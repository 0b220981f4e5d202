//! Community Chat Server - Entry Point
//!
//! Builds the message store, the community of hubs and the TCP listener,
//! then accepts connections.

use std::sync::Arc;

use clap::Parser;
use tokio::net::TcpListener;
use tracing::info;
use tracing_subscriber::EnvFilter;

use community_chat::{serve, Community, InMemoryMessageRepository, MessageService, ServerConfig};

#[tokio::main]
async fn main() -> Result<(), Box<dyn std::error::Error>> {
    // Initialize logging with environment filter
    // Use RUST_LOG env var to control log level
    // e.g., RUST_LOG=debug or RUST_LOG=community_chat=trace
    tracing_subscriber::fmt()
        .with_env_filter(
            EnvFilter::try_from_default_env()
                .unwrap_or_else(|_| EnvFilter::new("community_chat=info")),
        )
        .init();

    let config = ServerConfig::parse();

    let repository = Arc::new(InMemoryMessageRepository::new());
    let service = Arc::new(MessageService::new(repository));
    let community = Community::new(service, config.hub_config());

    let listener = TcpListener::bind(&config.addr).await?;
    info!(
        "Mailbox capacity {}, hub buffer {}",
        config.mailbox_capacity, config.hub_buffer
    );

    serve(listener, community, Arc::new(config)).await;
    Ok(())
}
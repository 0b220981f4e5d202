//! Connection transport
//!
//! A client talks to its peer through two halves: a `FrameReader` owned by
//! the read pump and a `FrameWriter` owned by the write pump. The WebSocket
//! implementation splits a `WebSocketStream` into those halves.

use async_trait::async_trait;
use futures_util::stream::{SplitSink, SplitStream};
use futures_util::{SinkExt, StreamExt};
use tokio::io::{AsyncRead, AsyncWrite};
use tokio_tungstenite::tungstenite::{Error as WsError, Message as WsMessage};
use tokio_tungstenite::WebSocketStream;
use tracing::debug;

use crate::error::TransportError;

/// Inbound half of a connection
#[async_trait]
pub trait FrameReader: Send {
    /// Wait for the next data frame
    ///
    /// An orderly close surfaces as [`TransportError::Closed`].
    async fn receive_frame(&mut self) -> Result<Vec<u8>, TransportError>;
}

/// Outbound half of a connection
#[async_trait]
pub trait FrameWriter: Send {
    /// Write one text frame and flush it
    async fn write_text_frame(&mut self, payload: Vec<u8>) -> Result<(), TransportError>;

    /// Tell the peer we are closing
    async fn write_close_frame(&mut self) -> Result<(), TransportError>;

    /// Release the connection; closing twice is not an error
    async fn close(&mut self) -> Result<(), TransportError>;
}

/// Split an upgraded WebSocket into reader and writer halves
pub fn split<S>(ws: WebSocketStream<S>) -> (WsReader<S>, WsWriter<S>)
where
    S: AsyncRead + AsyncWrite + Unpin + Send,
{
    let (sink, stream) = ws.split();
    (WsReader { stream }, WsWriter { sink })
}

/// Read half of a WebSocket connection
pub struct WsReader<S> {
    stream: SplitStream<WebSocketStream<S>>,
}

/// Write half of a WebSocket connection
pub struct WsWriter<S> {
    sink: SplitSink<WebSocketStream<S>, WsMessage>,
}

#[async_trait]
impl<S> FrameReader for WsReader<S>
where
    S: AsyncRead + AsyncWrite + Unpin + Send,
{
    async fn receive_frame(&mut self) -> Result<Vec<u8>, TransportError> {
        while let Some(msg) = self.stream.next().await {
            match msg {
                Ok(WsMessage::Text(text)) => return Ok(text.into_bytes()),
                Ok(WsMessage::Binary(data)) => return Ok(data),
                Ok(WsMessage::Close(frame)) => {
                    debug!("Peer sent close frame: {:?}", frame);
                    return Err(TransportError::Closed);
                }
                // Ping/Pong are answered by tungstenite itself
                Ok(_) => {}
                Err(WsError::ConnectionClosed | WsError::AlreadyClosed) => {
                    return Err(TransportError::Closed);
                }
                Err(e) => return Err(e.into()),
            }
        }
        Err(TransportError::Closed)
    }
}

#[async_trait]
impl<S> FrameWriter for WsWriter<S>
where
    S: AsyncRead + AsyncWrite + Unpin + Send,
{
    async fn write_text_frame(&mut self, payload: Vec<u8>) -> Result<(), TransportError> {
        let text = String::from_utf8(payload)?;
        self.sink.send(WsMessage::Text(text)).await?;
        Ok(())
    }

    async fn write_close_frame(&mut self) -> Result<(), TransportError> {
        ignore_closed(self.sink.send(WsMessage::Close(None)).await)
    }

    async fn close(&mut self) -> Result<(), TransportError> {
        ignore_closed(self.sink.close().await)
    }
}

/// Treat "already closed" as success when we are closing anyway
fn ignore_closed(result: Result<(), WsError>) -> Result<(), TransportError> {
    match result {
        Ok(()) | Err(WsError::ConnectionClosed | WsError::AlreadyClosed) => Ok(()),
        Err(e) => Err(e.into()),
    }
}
==========
** WHAT THE TASK REQUIRES **
All lines of the material that contain the string "WsMessage" are to be copied.

** SOLVED EXERCISE **
use tokio_tungstenite::tungstenite::{Error as WsError, Message as WsMessage};
    sink: SplitSink<WebSocketStream<S>, WsMessage>,
                Ok(WsMessage::Text(text)) => return Ok(text.into_bytes()),
                Ok(WsMessage::Binary(data)) => return Ok(data),
                Ok(WsMessage::Close(frame)) => {
        self.sink.send(WsMessage::Text(text)).await?;
        ignore_closed(self.sink.send(WsMessage::Close(None)).await)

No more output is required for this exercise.